*EXERCISE MATERIAL*:
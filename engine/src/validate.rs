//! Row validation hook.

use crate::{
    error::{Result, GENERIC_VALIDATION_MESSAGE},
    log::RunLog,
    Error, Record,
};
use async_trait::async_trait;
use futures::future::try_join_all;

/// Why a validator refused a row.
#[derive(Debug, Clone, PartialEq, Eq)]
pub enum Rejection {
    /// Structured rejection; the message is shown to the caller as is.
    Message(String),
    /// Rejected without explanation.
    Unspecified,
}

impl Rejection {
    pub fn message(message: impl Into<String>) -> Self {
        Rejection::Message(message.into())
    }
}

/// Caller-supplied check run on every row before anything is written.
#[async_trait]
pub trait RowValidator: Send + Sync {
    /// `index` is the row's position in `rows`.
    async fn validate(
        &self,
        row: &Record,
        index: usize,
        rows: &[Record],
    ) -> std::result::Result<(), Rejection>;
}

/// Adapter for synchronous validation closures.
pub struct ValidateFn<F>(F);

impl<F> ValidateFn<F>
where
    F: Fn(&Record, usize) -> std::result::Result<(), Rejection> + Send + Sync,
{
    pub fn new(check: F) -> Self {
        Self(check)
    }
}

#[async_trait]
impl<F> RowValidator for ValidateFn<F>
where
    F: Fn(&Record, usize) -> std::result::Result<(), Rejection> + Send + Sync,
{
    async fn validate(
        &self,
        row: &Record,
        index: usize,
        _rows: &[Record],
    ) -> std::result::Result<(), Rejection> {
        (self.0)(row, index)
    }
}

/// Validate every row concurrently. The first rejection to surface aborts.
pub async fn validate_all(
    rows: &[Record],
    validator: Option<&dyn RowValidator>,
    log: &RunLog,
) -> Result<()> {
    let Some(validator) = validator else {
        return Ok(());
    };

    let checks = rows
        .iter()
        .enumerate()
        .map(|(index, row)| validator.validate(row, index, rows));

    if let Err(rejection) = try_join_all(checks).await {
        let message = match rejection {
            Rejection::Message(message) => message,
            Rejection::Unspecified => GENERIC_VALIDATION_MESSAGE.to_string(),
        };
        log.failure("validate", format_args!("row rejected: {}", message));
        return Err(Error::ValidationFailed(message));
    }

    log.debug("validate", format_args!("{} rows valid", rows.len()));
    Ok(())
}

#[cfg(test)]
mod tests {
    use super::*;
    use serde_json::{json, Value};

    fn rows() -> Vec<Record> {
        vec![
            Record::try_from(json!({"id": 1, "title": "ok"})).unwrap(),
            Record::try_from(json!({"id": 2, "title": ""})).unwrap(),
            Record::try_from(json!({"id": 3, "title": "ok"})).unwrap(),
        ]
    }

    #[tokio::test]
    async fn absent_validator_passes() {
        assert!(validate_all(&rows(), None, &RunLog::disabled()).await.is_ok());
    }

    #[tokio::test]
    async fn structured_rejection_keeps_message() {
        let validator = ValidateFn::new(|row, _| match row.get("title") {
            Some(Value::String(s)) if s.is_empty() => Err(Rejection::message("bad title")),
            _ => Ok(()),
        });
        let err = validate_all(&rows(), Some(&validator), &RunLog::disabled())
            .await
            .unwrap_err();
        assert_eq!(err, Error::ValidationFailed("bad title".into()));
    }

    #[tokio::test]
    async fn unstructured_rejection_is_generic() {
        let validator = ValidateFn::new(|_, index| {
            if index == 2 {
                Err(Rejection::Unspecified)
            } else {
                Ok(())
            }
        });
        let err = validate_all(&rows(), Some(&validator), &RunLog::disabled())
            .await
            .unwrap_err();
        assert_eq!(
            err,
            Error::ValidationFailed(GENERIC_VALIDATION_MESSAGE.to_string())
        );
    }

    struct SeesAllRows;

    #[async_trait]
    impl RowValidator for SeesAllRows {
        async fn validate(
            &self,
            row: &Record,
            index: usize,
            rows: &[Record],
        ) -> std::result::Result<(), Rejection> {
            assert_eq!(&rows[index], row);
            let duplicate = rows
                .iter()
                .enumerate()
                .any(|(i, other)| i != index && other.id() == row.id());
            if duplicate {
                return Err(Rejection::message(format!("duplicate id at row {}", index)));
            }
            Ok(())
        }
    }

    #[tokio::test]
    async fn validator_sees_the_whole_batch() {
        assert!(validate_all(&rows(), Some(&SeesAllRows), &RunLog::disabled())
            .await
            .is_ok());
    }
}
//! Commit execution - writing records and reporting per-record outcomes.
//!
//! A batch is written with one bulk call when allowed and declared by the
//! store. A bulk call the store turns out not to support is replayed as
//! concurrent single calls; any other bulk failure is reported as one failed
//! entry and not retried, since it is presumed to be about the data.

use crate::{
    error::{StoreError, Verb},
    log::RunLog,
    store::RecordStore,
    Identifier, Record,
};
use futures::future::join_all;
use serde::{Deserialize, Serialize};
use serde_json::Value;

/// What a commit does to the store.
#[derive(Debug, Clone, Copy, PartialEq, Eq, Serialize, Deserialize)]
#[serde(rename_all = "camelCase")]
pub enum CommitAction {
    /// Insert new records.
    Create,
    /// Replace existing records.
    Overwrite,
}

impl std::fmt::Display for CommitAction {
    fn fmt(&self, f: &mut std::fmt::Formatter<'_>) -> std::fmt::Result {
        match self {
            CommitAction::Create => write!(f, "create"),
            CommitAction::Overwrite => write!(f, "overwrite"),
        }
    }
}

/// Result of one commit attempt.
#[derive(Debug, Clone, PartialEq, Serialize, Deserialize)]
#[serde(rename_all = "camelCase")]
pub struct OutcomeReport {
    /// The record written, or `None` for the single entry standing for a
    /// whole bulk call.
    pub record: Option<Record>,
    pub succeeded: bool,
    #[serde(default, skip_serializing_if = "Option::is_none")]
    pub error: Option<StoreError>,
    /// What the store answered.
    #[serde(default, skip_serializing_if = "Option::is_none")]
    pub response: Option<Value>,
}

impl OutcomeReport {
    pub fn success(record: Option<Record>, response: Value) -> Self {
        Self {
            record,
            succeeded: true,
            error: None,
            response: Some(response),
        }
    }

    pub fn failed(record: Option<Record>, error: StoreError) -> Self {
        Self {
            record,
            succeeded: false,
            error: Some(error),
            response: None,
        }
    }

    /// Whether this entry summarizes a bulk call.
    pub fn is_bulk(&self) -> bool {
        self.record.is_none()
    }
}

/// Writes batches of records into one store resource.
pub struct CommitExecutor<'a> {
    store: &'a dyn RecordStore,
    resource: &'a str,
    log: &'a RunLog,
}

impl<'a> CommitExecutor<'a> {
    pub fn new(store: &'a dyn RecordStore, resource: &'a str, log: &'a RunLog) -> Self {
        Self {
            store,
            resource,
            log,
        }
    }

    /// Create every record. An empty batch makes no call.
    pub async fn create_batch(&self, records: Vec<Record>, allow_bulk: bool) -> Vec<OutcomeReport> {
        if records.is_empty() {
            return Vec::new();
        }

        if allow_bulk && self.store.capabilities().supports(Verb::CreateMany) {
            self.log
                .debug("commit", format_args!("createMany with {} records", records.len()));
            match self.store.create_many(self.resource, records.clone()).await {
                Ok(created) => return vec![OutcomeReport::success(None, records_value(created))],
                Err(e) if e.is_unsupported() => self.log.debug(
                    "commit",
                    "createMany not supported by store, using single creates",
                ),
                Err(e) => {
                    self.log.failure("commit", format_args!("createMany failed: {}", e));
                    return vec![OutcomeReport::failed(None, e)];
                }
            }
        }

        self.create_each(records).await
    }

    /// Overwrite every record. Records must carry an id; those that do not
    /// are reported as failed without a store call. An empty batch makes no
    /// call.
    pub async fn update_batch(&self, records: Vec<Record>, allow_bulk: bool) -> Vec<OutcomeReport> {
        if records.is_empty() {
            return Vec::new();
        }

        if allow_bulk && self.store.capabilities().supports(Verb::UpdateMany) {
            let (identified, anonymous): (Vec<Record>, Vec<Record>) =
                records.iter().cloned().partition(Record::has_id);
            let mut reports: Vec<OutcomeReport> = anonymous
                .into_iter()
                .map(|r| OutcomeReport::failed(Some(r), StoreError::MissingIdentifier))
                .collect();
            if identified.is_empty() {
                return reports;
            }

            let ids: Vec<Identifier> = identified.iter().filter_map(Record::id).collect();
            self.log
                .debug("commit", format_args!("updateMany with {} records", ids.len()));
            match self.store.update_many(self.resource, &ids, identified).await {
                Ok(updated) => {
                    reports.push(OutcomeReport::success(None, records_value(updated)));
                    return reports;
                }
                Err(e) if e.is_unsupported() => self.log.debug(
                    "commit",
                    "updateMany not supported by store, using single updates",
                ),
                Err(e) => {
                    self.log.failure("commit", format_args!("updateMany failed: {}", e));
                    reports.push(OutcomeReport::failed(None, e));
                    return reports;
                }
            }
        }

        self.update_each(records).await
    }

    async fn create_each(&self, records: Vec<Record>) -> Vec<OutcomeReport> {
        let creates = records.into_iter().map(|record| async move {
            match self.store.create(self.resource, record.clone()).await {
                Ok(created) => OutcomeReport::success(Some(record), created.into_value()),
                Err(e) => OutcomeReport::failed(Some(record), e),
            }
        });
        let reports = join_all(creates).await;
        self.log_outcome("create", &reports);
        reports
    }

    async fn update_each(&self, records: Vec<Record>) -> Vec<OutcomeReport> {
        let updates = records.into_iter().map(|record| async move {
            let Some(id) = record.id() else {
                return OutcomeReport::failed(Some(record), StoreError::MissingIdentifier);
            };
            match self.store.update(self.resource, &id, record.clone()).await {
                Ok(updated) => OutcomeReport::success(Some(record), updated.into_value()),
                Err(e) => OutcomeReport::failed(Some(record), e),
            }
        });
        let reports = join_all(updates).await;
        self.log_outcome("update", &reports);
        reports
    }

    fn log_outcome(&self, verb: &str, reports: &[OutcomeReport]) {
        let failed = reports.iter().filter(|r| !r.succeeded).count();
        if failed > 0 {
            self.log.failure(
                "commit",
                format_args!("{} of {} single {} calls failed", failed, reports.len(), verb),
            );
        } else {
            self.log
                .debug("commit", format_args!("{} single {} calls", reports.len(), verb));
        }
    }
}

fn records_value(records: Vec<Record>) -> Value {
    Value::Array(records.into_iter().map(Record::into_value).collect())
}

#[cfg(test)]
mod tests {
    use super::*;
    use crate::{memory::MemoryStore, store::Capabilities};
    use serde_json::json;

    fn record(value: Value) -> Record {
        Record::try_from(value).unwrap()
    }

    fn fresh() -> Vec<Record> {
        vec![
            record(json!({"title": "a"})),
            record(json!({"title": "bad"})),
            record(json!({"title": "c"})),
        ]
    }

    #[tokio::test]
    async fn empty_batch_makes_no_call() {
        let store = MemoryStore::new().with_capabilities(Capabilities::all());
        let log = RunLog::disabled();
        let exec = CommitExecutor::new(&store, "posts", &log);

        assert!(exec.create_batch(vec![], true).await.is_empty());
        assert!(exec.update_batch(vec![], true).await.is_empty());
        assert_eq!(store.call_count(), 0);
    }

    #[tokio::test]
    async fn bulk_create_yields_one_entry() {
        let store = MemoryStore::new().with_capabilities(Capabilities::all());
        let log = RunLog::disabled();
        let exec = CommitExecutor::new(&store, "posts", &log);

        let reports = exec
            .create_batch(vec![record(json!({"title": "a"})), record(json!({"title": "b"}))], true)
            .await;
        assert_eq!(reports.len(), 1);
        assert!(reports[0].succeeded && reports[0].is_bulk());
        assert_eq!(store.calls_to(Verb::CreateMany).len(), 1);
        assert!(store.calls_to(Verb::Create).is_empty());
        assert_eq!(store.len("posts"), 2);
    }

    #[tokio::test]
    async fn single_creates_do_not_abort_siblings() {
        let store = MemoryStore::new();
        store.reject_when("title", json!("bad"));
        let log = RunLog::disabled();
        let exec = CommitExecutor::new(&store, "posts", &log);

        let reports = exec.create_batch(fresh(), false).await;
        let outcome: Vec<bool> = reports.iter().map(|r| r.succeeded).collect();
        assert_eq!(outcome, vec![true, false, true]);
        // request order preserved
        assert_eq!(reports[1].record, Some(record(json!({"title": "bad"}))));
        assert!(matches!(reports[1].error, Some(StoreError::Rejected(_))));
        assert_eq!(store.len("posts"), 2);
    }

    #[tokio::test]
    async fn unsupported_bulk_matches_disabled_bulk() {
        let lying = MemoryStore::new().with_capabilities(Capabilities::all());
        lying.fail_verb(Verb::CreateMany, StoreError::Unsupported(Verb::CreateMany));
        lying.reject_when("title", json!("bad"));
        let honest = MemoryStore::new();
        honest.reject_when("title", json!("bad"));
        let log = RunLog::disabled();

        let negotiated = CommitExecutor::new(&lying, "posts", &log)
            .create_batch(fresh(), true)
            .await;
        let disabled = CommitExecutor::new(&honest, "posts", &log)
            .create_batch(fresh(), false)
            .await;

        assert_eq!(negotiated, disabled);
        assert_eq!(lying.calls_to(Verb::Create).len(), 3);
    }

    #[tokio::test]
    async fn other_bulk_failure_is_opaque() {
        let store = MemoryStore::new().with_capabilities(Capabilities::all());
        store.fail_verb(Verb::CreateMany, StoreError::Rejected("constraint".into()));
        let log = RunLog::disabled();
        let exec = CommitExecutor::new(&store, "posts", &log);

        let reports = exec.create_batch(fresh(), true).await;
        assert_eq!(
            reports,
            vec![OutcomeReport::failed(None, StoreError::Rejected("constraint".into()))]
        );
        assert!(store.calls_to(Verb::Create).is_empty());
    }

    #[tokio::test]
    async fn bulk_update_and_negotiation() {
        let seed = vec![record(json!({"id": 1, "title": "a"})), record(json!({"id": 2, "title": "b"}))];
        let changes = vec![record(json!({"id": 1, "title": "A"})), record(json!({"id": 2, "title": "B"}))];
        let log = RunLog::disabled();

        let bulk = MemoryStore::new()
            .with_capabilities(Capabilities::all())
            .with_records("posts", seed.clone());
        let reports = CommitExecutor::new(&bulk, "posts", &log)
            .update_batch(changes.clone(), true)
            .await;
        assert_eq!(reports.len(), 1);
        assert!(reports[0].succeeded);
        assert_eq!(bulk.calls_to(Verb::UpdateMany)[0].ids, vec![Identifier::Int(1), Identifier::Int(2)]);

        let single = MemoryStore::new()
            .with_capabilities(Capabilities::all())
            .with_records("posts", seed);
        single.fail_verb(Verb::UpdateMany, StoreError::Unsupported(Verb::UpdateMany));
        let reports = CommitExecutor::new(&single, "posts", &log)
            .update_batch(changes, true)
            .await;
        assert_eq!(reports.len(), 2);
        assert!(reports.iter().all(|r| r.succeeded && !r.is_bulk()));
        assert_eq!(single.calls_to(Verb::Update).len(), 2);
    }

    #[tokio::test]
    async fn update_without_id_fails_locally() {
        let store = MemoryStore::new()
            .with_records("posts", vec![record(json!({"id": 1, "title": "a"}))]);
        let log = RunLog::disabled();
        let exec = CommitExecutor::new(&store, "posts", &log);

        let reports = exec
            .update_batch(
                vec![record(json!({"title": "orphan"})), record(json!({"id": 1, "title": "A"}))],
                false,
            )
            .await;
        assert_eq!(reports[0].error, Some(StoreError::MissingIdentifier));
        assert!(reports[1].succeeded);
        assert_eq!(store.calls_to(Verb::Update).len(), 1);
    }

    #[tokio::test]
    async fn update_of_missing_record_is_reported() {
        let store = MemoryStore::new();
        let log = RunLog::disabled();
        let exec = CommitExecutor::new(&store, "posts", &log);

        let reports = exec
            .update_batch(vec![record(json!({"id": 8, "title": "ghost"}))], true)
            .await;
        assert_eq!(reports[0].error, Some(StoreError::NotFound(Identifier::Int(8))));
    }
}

*WHAT NEEDS TO BE DONE*:
The expected response is the material above given again line by line, from its first line to the line holding "refused a row.", inclusive.

*TASK OUTPUT*:
filename engine/src/validate.rs
//! Row validation hook.

use crate::{
    error::{Result, GENERIC_VALIDATION_MESSAGE},
    log::RunLog,
    Error, Record,
};
use async_trait::async_trait;
use futures::future::try_join_all;

/// Why a validator refused a row.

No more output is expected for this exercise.